Exercise directions: The exercise calls for every entry that follows to be repeated exactly.

Stored data entries:
"""

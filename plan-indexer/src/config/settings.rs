//! Runtime settings read from the environment.

use std::env;
use std::time::Duration;

use crate::observability::LogFormat;
use crate::IndexerError;
use plan_indexer_pipeline::channel::{KafkaConfig, ReconnectPolicy};
use plan_indexer_repository::opensearch::INDEX_NAME;

/// Default OpenSearch URL.
const DEFAULT_OPENSEARCH_URL: &str = "http://localhost:9200";

/// Default Kafka broker address.
const DEFAULT_KAFKA_BROKER: &str = "localhost:9092";

/// Default topic carrying operation envelopes.
const DEFAULT_KAFKA_TOPIC: &str = "json-operations";

/// Default Kafka consumer group ID.
const DEFAULT_KAFKA_GROUP_ID: &str = "plan-indexer";

const DEFAULT_CONNECT_ATTEMPTS: u32 = 5;
const DEFAULT_RETRY_DELAY_MS: u64 = 500;

/// Everything the indexer needs to start.
#[derive(Debug, Clone)]
pub struct Settings {
    pub opensearch_url: String,
    pub index_name: String,
    pub kafka: KafkaConfig,
    pub reconnect: ReconnectPolicy,
    pub log_format: LogFormat,
}

impl Settings {
    /// Read settings from environment variables.
    ///
    /// # Environment Variables
    ///
    /// - `OPENSEARCH_URL`: OpenSearch server URL (default: http://localhost:9200)
    /// - `INDEX_NAME`: search index name (default: planindex)
    /// - `KAFKA_BROKER`: Kafka broker address (default: localhost:9092)
    /// - `KAFKA_TOPIC`: envelope topic (default: json-operations)
    /// - `KAFKA_GROUP_ID`: Consumer group ID (default: plan-indexer)
    /// - `CHANNEL_CONNECT_ATTEMPTS`: connect attempts before giving up (default: 5)
    /// - `CHANNEL_RETRY_DELAY_MS`: first reconnect delay (default: 500)
    /// - `LOG_FORMAT`: `json` or `pretty` (default: pretty)
    pub fn from_env() -> Result<Self, IndexerError> {
        Self::from_lookup(|key| env::var(key).ok())
    }

    /// Read settings through an arbitrary variable lookup.
    pub fn from_lookup(lookup: impl Fn(&str) -> Option<String>) -> Result<Self, IndexerError> {
        let var = |key: &str, default: &str| lookup(key).unwrap_or_else(|| default.to_string());

        let connect_attempts =
            parse_number(&lookup, "CHANNEL_CONNECT_ATTEMPTS", DEFAULT_CONNECT_ATTEMPTS)?;
        let retry_delay_ms =
            parse_number(&lookup, "CHANNEL_RETRY_DELAY_MS", DEFAULT_RETRY_DELAY_MS)?;
        let log_format = match lookup("LOG_FORMAT") {
            Some(raw) => raw.parse::<LogFormat>().map_err(IndexerError::config)?,
            None => LogFormat::default(),
        };

        Ok(Self {
            opensearch_url: var("OPENSEARCH_URL", DEFAULT_OPENSEARCH_URL),
            index_name: var("INDEX_NAME", INDEX_NAME),
            kafka: KafkaConfig::new(
                var("KAFKA_BROKER", DEFAULT_KAFKA_BROKER),
                var("KAFKA_TOPIC", DEFAULT_KAFKA_TOPIC),
                var("KAFKA_GROUP_ID", DEFAULT_KAFKA_GROUP_ID),
            ),
            reconnect: ReconnectPolicy::new(
                connect_attempts,
                Duration::from_millis(retry_delay_ms),
            ),
            log_format,
        })
    }
}

fn parse_number<T: std::str::FromStr>(
    lookup: &impl Fn(&str) -> Option<String>,
    key: &str,
    default: T,
) -> Result<T, IndexerError> {
    match lookup(key) {
        Some(raw) => raw
            .trim()
            .parse()
            .map_err(|_| IndexerError::config(format!("{} must be a number, got '{}'", key, raw))),
        None => Ok(default),
    }
}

"""

Response to this task:
filename plan-indexer/src/config/settings.rs
//! Runtime settings read from the environment.

use std::env;
use std::time::Duration;

use crate::observability::LogFormat;
use crate::IndexerError;
use plan_indexer_pipeline::channel::{KafkaConfig, ReconnectPolicy};
use plan_indexer_repository::opensearch::INDEX_NAME;

/// Default OpenSearch URL.
const DEFAULT_OPENSEARCH_URL: &str = "http://localhost:9200";

/// Default Kafka broker address.
const DEFAULT_KAFKA_BROKER: &str = "localhost:9092";

/// Default topic carrying operation envelopes.
const DEFAULT_KAFKA_TOPIC: &str = "json-operations";

/// Default Kafka consumer group ID.
const DEFAULT_KAFKA_GROUP_ID: &str = "plan-indexer";

const DEFAULT_CONNECT_ATTEMPTS: u32 = 5;
const DEFAULT_RETRY_DELAY_MS: u64 = 500;

/// Everything the indexer needs to start.
#[derive(Debug, Clone)]
pub struct Settings {
    pub opensearch_url: String,
    pub index_name: String,
    pub kafka: KafkaConfig,
    pub reconnect: ReconnectPolicy,
    pub log_format: LogFormat,
}

impl Settings {
    /// Read settings from environment variables.
    ///
    /// # Environment Variables
    ///
    /// - `OPENSEARCH_URL`: OpenSearch server URL (default: http://localhost:9200)
    /// - `INDEX_NAME`: search index name (default: planindex)
    /// - `KAFKA_BROKER`: Kafka broker address (default: localhost:9092)
    /// - `KAFKA_TOPIC`: envelope topic (default: json-operations)
    /// - `KAFKA_GROUP_ID`: Consumer group ID (default: plan-indexer)
    /// - `CHANNEL_CONNECT_ATTEMPTS`: connect attempts before giving up (default: 5)
    /// - `CHANNEL_RETRY_DELAY_MS`: first reconnect delay (default: 500)
    /// - `LOG_FORMAT`: `json` or `pretty` (default: pretty)
    pub fn from_env() -> Result<Self, IndexerError> {
        Self::from_lookup(|key| env::var(key).ok())
    }

    /// Read settings through an arbitrary variable lookup.
    pub fn from_lookup(lookup: impl Fn(&str) -> Option<String>) -> Result<Self, IndexerError> {
        let var = |key: &str, default: &str| lookup(key).unwrap_or_else(|| default.to_string());

        let connect_attempts =
            parse_number(&lookup, "CHANNEL_CONNECT_ATTEMPTS", DEFAULT_CONNECT_ATTEMPTS)?;
        let retry_delay_ms =
            parse_number(&lookup, "CHANNEL_RETRY_DELAY_MS", DEFAULT_RETRY_DELAY_MS)?;
        let log_format = match lookup("LOG_FORMAT") {
            Some(raw) => raw.parse::<LogFormat>().map_err(IndexerError::config)?,
            None => LogFormat::default(),
        };

        Ok(Self {
            opensearch_url: var("OPENSEARCH_URL", DEFAULT_OPENSEARCH_URL),
            index_name: var("INDEX_NAME", INDEX_NAME),
            kafka: KafkaConfig::new(
                var("KAFKA_BROKER", DEFAULT_KAFKA_BROKER),
                var("KAFKA_TOPIC", DEFAULT_KAFKA_TOPIC),
                var("KAFKA_GROUP_ID", DEFAULT_KAFKA_GROUP_ID),
            ),
            reconnect: ReconnectPolicy::new(
                connect_attempts,
                Duration::from_millis(retry_delay_ms),
            ),
            log_format,
        })
    }
}

fn parse_number<T: std::str::FromStr>(
    lookup: &impl Fn(&str) -> Option<String>,
    key: &str,
    default: T,
) -> Result<T, IndexerError> {
    match lookup(key) {
        Some(raw) => raw
            .trim()
            .parse()
            .map_err(|_| IndexerError::config(format!("{} must be a number, got '{}'", key, raw))),
        None => Ok(default),
    }
}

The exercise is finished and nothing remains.